REQUIRED ACTION | Below are the records; copy exactly the stretch from the line containing "fs::write(&staged, json).await?;" through the line containing "-> Result<Vec<StagedEntry>, CacheError>", both ends included, and nothing else.

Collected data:
----------

//! Disk-backed cache storage
//!
//! Persists generations under an XDG-compliant cache directory
//! (`~/.cache/carrera/` on Linux) so entries written by one run are served by
//! the next. Layout:
//!
//! ```text
//! <root>/generations.json          names in creation order
//! <root>/<hash(name)>/<hash(key)>.json
//! ```

use std::io::ErrorKind;
use std::path::{Path, PathBuf};
use std::sync::Arc;

use async_trait::async_trait;
use directories::ProjectDirs;
use serde::{Deserialize, Serialize};
use sha2::{Digest, Sha256};
use tokio::fs;
use tokio::sync::Mutex;
use tracing::debug;

use super::{CacheError, CacheStorage};
use crate::request::{RequestKey, StoredResponse};

/// File listing generation names in creation order
const INDEX_FILE: &str = "generations.json";

/// Suffix for entry files that are written but not yet committed
const STAGING_SUFFIX: &str = "staged";

/// Suffix for the previous version of an entry while a batch is committed
const BACKUP_SUFFIX: &str = "backup";

/// Entry file contents
#[derive(Debug, Serialize, Deserialize)]
struct DiskEntry {
    key: RequestKey,
    response: StoredResponse,
}

/// Cache storage persisted as JSON files on disk
#[derive(Debug, Clone)]
pub struct DiskCacheStorage {
    /// Directory holding the index and one directory per generation
    root: PathBuf,
    /// Serializes read-modify-write of the index file
    index_lock: Arc<Mutex<()>>,
    /// Serializes batch commits, which share staging file names per key
    batch_lock: Arc<Mutex<()>>,
}

/// One entry of a batch on its way into place
#[derive(Debug)]
struct StagedEntry {
    staging: PathBuf,
    target: PathBuf,
    /// Where the entry it replaces was moved, if there was one
    backup: Option<PathBuf>,
}

impl DiskCacheStorage {
    /// Creates a storage in the XDG-compliant cache directory
    ///
    /// Returns `Err(CacheError::NoCacheDir)` if the directory cannot be
    /// determined (e.g., no home directory).
    pub fn new() -> Result<Self, CacheError> {
        let project_dirs = ProjectDirs::from("", "", "carrera").ok_or(CacheError::NoCacheDir)?;
        Ok(Self::with_dir(project_dirs.cache_dir().to_path_buf()))
    }

    /// Creates a storage rooted at a custom directory
    pub fn with_dir(root: PathBuf) -> Self {
        Self {
            root,
            index_lock: Arc::new(Mutex::new(())),
            batch_lock: Arc::new(Mutex::new(())),
        }
    }

    /// Root directory of this storage
    pub fn root(&self) -> &Path {
        &self.root
    }

    fn index_path(&self) -> PathBuf {
        self.root.join(INDEX_FILE)
    }

    fn generation_dir(&self, name: &str) -> PathBuf {
        self.root.join(digest(name))
    }

    fn entry_path(&self, name: &str, key: &RequestKey) -> PathBuf {
        self.generation_dir(name).join(format!("{}.json", digest(key.as_str())))
    }

    async fn read_index(&self) -> Result<Vec<String>, CacheError> {
        match fs::read_to_string(self.index_path()).await {
            Ok(content) => Ok(serde_json::from_str(&content)?),
            Err(e) if e.kind() == ErrorKind::NotFound => Ok(Vec::new()),
            Err(e) => Err(e.into()),
        }
    }

    async fn write_index(&self, names: &[String]) -> Result<(), CacheError> {
        let json = serde_json::to_string_pretty(names)?;
        let staged = self.index_path().with_extension(STAGING_SUFFIX);
        fs::write(&staged, json).await?;
        fs::rename(&staged, self.index_path()).await?;
        Ok(())
    }

    async fn read_entry(&self, path: &Path) -> Result<Option<DiskEntry>, CacheError> {
        match fs::read_to_string(path).await {
            Ok(content) => Ok(Some(serde_json::from_str(&content)?)),
            Err(e) if e.kind() == ErrorKind::NotFound => Ok(None),
            Err(e) => Err(e.into()),
        }
    }

    /// Writes every entry to a staged file
    ///
    /// On failure every staged file written so far is removed.
    async fn stage_entries(
        &self,
        name: &str,
        entries: Vec<(RequestKey, StoredResponse)>,
    ) -> Result<Vec<StagedEntry>, CacheError> {
        let mut staged: Vec<StagedEntry> = Vec::with_capacity(entries.len());
        for (key, response) in entries {
            let target = self.entry_path(name, &key);
            let staging = target.with_extension(STAGING_SUFFIX);
            let result = match serde_json::to_vec(&DiskEntry { key, response }) {
                Ok(json) => fs::write(&staging, json).await.map_err(CacheError::from),
                Err(e) => Err(e.into()),
            };
            if let Err(e) = result {
                for entry in &staged {
                    let _ = fs::remove_file(&entry.staging).await;
                }
                let _ = fs::remove_file(&staging).await;
                return Err(e);
            }
            // A repeated key overwrote its staged file; last write wins.
            if staged.iter().any(|entry: &StagedEntry| entry.target == target) {
                continue;
            }
            staged.push(StagedEntry {
                staging,
                target,
                backup: None,
            });
        }
        Ok(staged)
    }

    /// Moves every staged entry into place
    ///
    /// Replaced files are kept aside until the whole batch is in place. If a
    /// move fails, the entries already moved are taken out again, the
    /// replaced files are restored and the remaining staged files removed.
    async fn commit_entries(&self, mut staged: Vec<StagedEntry>) -> Result<(), CacheError> {
        let mut failure = None;
        let mut committed = 0;
        for entry in staged.iter_mut() {
            if let Err(e) = commit_entry(entry).await {
                failure = Some(e);
                break;
            }
            committed += 1;
        }

        if let Some(e) = failure {
            for (i, entry) in staged.iter().enumerate() {
                if i < committed {
                    let _ = fs::remove_file(&entry.target).await;
                }
                if let Some(backup) = &entry.backup {
                    let _ = fs::rename(backup, &entry.target).await;
                }
                let _ = fs::remove_file(&entry.staging).await;
            }
            return Err(e.into());
        }

        for entry in &staged {
            if let Some(backup) = &entry.backup {
                let _ = fs::remove_file(backup).await;
            }
        }
        Ok(())
    }
}

/// Moves one staged entry into place, setting aside the file it replaces
async fn commit_entry(entry: &mut StagedEntry) -> std::io::Result<()> {
    let replaces_file = match fs::metadata(&entry.target).await {
        Ok(meta) => meta.is_file(),
        Err(e) if e.kind() == ErrorKind::NotFound => false,
        Err(e) => return Err(e),
    };
    if replaces_file {
        let backup = entry.target.with_extension(BACKUP_SUFFIX);
        fs::rename(&entry.target, &backup).await?;
        entry.backup = Some(backup);
    }
    fs::rename(&entry.staging, &entry.target).await
}

/// Hex SHA-256 of a name, used for file and directory names
fn digest(value: &str) -> String {
    hex::encode(Sha256::digest(value.as_bytes()))
}

#[async_trait]
impl CacheStorage for DiskCacheStorage {
    async fn open(&self, name: &str) -> Result<(), CacheError> {
        let _guard = self.index_lock.lock().await;
        fs::create_dir_all(self.generation_dir(name)).await?;

        let mut names = self.read_index().await?;
        if !names.iter().any(|n| n == name) {
            names.push(name.to_string());
            self.write_index(&names).await?;
            debug!("Created cache generation {}", name);
        }
        Ok(())
    }

    async fn has(&self, name: &str) -> Result<bool, CacheError> {
        Ok(self.read_index().await?.iter().any(|n| n == name))
    }

    async fn generations(&self) -> Result<Vec<String>, CacheError> {
        self.read_index().await
    }

    async fn put_all(
        &self,
        name: &str,
        entries: Vec<(RequestKey, StoredResponse)>,
    ) -> Result<(), CacheError> {
        if !self.has(name).await? {
            return Err(CacheError::UnknownGeneration(name.to_string()));
        }
        fs::create_dir_all(self.generation_dir(name)).await?;

        let _guard = self.batch_lock.lock().await;
        let staged = self.stage_entries(name, entries).await?;
        let count = staged.len();
        self.commit_entries(staged).await?;
        debug!("Stored {} entries in {}", count, name);
        Ok(())
    }

    async fn match_any(&self, key: &RequestKey) -> Result<Option<StoredResponse>, CacheError> {
        for name in self.read_index().await? {
            if let Some(entry) = self.read_entry(&self.entry_path(&name, key)).await? {
                return Ok(Some(entry.response));
            }
        }
        Ok(None)
    }

    async fn keys(&self, name: &str) -> Result<Vec<RequestKey>, CacheError> {
        if !self.has(name).await? {
            return Err(CacheError::UnknownGeneration(name.to_string()));
        }

        let mut keys = Vec::new();
        let mut dir = match fs::read_dir(self.generation_dir(name)).await {
            Ok(dir) => dir,
            Err(e) if e.kind() == ErrorKind::NotFound => return Ok(keys),
            Err(e) => return Err(e.into()),
        };
        while let Some(item) = dir.next_entry().await? {
            let path = item.path();
            if path.extension().and_then(|e| e.to_str()) != Some("json") {
                continue;
            }
            if let Some(entry) = self.read_entry(&path).await? {
                keys.push(entry.key);
            }
        }
        keys.sort();
        Ok(keys)
    }
}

----------

RESULT OF THE TASK |
        fs::write(&staged, json).await?;
        fs::rename(&staged, self.index_path()).await?;
        Ok(())
    }

    async fn read_entry(&self, path: &Path) -> Result<Option<DiskEntry>, CacheError> {
        match fs::read_to_string(path).await {
            Ok(content) => Ok(Some(serde_json::from_str(&content)?)),
            Err(e) if e.kind() == ErrorKind::NotFound => Ok(None),
            Err(e) => Err(e.into()),
        }
    }

    /// Writes every entry to a staged file
    ///
    /// On failure every staged file written so far is removed.
    async fn stage_entries(
        &self,
        name: &str,
        entries: Vec<(RequestKey, StoredResponse)>,
    ) -> Result<Vec<StagedEntry>, CacheError> {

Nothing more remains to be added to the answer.